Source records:
'''

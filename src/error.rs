use thiserror::Error;

/// Failure kinds surfaced by the map pipeline.
#[derive(Debug, Error)]
pub enum MapError {
    /// A dataset could not be fetched or decoded. Fatal for initialization.
    #[error("data unavailable from {origin}: {reason}")]
    DataUnavailable { origin: String, reason: String },

    #[error("invalid scale range: max ({max}) must be finite and greater than min ({min})")]
    InvalidScaleRange { min: f64, max: f64 },

    #[error("palette needs at least 2 colors, got {0}")]
    PaletteTooSmall(usize),

    #[error("dataset '{0}' has no usable values")]
    EmptyDataset(String),

    #[error("invalid color '{0}', expected #rrggbb")]
    InvalidColor(String),
}

impl MapError {
    pub fn unavailable(origin: impl Into<String>, reason: impl ToString) -> Self {
        MapError::DataUnavailable {
            origin: origin.into(),
            reason: reason.to_string(),
        }
    }
}

pub type MapResult<T> = Result<T, MapError>;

'''

**Description of the task**
Which lines above contain "MapError"? Show each of them.

**Result of the exercise**
pub enum MapError {
impl MapError {
        MapError::DataUnavailable {
pub type MapResult<T> = Result<T, MapError>;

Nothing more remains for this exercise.